Data for this task Block Start

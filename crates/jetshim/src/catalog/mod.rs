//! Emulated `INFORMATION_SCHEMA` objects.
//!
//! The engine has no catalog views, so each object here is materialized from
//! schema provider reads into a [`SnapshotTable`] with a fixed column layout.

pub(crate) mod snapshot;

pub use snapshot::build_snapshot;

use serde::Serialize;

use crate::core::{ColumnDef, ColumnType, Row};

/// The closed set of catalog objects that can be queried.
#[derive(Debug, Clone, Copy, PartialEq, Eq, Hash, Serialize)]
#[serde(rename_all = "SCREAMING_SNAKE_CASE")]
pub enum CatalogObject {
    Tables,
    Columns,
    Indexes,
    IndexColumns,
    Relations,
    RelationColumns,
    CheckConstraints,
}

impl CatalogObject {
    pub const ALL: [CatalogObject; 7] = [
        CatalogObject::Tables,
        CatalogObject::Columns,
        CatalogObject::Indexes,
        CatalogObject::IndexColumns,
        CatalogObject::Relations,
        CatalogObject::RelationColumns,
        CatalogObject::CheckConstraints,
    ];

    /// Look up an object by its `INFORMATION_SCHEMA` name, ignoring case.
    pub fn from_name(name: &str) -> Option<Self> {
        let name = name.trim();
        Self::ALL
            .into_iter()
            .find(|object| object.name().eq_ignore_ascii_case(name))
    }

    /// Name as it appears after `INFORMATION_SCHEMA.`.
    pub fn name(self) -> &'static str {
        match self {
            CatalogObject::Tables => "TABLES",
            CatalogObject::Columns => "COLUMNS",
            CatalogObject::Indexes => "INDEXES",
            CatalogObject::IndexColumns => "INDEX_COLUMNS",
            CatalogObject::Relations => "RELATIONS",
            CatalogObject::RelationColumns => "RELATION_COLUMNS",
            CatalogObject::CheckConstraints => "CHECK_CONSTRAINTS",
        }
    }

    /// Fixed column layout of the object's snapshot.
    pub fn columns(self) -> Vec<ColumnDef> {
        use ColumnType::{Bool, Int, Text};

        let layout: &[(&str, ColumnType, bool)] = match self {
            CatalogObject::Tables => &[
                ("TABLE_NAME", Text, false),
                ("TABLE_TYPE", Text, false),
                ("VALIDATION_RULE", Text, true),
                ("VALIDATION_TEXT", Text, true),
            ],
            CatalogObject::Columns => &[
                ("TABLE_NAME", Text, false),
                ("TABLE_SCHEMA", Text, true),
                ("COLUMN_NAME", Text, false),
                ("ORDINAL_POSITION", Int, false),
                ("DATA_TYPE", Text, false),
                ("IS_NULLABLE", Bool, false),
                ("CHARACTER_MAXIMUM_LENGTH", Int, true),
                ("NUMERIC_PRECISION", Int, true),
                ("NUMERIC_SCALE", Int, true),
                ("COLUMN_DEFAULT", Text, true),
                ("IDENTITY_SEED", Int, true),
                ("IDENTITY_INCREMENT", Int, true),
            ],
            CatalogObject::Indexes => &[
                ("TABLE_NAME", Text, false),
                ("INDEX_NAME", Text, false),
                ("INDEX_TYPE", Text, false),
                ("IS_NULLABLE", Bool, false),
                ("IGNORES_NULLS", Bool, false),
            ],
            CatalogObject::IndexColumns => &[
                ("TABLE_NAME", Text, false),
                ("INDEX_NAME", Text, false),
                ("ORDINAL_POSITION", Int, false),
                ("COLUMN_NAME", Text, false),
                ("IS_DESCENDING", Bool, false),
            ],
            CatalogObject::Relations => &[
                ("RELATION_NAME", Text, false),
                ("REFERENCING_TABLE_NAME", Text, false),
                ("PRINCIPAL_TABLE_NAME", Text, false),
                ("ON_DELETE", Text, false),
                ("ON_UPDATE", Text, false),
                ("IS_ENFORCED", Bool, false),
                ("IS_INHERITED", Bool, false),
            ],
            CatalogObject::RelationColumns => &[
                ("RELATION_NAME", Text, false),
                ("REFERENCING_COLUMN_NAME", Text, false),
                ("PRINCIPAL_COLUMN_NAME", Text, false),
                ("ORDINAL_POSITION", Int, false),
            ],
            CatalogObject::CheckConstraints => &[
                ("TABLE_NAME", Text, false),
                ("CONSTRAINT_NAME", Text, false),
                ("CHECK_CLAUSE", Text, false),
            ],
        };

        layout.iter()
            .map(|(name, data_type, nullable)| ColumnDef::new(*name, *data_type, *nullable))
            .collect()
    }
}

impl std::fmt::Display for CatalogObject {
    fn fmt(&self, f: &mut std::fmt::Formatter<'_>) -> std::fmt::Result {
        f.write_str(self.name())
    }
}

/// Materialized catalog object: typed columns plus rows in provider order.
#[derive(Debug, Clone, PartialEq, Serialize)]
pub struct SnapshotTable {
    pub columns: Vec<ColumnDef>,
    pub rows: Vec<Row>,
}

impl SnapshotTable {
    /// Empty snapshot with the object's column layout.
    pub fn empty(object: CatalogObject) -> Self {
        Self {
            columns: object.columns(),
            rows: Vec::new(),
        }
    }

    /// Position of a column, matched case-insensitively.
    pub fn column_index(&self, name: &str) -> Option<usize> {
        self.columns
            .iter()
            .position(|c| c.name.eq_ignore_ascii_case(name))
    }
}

Data for this task Block End
Data for this task Block Start

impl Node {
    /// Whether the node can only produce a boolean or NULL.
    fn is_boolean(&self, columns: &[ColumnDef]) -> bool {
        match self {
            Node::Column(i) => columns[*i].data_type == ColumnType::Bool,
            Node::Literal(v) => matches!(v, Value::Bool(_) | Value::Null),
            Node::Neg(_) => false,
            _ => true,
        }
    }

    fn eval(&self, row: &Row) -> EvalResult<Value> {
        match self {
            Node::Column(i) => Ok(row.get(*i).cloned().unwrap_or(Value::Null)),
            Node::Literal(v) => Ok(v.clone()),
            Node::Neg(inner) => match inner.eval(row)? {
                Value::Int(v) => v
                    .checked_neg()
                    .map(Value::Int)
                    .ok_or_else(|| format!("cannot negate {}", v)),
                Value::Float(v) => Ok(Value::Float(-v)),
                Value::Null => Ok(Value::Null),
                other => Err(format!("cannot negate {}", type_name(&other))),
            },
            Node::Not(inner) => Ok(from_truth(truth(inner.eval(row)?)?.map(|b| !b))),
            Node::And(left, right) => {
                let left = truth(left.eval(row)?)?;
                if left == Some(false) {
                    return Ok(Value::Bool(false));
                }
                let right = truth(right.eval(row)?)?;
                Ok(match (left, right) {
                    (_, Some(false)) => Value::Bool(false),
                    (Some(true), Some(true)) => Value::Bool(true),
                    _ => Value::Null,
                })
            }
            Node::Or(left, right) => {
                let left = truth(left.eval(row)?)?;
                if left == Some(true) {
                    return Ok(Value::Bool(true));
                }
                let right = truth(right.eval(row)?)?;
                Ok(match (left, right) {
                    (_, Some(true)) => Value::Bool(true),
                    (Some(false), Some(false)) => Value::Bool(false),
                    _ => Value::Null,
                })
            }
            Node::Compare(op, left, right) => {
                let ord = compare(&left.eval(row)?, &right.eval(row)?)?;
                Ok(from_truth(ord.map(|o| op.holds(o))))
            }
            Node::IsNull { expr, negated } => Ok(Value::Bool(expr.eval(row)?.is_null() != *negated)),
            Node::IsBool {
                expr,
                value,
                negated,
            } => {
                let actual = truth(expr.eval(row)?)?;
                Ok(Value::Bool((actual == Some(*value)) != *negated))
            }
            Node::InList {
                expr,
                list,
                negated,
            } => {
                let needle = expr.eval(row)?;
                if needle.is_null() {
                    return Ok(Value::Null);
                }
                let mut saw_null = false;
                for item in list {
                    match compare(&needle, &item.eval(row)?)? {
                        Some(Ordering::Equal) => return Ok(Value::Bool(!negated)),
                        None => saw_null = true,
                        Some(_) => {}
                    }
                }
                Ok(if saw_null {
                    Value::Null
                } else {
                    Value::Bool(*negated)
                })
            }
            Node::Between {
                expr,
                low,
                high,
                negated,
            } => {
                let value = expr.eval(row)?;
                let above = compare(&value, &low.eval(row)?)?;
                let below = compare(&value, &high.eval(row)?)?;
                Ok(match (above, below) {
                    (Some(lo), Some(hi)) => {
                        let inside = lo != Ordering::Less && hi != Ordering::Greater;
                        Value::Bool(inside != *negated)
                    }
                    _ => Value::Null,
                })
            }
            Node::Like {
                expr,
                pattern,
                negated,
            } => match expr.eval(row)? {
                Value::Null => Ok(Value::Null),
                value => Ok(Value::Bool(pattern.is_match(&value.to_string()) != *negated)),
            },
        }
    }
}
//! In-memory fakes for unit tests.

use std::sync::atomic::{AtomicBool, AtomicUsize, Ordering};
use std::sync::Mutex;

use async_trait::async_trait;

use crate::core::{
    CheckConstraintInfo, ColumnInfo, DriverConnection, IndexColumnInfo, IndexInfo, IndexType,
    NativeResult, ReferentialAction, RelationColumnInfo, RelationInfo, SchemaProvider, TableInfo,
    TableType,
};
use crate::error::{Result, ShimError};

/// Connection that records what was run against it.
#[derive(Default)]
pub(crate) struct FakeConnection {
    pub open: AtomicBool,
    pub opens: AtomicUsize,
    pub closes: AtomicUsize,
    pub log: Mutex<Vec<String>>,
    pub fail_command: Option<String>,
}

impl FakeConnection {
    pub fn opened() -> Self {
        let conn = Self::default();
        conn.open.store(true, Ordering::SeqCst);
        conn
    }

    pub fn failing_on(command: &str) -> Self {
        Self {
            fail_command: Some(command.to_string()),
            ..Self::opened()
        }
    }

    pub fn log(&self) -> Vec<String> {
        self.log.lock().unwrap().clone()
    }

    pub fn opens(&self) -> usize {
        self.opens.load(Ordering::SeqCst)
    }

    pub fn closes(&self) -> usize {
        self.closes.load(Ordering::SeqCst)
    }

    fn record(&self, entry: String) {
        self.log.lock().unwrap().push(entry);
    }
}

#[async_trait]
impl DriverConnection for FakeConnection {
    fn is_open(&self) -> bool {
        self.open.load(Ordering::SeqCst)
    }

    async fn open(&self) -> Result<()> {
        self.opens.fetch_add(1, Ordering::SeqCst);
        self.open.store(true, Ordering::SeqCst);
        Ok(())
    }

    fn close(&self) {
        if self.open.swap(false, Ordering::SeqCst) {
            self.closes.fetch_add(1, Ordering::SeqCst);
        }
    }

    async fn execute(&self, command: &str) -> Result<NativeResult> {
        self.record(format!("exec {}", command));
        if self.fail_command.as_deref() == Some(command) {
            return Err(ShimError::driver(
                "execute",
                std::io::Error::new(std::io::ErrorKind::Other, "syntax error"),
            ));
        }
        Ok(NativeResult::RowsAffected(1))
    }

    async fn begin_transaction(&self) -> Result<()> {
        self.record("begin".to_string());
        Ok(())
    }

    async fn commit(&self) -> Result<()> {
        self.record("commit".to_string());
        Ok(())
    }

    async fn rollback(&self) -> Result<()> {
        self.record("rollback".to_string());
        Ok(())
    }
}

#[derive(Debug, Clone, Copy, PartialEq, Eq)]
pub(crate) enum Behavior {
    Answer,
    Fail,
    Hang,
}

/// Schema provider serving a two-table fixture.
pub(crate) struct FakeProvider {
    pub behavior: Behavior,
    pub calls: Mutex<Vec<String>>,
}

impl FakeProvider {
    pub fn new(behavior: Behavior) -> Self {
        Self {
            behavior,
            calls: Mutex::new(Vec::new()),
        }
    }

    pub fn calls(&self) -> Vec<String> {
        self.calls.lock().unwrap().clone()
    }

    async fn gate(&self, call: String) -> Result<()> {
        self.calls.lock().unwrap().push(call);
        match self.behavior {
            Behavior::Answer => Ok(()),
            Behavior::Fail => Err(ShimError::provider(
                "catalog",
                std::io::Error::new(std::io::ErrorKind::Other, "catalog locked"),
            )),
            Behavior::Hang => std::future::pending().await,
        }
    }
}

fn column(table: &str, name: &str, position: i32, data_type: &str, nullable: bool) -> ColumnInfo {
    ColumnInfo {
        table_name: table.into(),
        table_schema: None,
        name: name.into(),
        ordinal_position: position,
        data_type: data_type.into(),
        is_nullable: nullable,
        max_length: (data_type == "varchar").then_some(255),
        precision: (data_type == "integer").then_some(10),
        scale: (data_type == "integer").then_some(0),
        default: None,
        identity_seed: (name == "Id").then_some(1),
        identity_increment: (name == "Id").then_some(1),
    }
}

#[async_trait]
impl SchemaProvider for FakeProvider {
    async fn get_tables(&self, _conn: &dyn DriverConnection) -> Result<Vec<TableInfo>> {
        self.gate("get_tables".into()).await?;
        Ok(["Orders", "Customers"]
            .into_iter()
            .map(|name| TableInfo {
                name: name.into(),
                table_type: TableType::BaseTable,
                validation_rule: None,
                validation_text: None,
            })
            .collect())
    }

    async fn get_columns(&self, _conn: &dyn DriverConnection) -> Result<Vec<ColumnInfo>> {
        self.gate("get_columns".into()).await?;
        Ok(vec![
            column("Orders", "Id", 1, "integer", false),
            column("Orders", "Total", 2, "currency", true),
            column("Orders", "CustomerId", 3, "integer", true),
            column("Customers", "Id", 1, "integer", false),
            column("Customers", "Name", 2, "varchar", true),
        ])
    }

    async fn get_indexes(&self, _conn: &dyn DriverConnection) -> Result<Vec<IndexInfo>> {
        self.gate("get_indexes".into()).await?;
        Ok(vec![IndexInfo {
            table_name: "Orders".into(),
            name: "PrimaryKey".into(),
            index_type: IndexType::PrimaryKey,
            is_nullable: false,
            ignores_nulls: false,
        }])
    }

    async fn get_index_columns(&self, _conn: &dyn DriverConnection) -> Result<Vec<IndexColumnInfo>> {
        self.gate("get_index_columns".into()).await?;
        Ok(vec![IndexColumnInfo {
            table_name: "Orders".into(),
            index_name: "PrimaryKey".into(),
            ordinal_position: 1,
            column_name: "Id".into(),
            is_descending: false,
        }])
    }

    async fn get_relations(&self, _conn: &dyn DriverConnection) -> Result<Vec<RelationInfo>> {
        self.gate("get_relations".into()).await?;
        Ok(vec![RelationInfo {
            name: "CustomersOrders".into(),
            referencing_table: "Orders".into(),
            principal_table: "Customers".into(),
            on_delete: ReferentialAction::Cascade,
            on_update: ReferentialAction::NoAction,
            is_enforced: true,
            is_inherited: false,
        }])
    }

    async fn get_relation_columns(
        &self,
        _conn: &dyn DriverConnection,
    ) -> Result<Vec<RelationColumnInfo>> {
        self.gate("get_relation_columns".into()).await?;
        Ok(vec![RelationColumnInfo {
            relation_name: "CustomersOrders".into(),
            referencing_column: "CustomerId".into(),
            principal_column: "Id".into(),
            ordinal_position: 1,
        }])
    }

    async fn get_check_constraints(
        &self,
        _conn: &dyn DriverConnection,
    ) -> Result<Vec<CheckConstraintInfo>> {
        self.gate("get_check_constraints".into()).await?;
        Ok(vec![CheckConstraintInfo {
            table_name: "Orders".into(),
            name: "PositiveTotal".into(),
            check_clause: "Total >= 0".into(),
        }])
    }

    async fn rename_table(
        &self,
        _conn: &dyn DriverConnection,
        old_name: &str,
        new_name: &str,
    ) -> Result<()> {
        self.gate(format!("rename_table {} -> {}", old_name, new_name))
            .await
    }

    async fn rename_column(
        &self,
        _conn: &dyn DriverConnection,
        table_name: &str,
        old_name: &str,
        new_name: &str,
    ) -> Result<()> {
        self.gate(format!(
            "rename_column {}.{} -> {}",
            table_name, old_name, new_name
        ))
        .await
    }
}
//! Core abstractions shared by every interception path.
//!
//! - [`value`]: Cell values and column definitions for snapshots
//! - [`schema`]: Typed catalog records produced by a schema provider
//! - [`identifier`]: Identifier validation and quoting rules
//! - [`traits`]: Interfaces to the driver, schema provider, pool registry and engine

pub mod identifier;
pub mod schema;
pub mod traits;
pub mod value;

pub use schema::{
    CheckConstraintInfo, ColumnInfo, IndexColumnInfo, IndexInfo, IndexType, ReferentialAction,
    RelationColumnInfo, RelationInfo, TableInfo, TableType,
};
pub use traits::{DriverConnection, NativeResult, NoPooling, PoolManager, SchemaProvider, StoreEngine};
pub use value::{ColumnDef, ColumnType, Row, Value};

Data for this task Block End

• Exercise aim: Count all lines of the data that include "traits". The answer is the number alone.

• Solution for this exercise: 3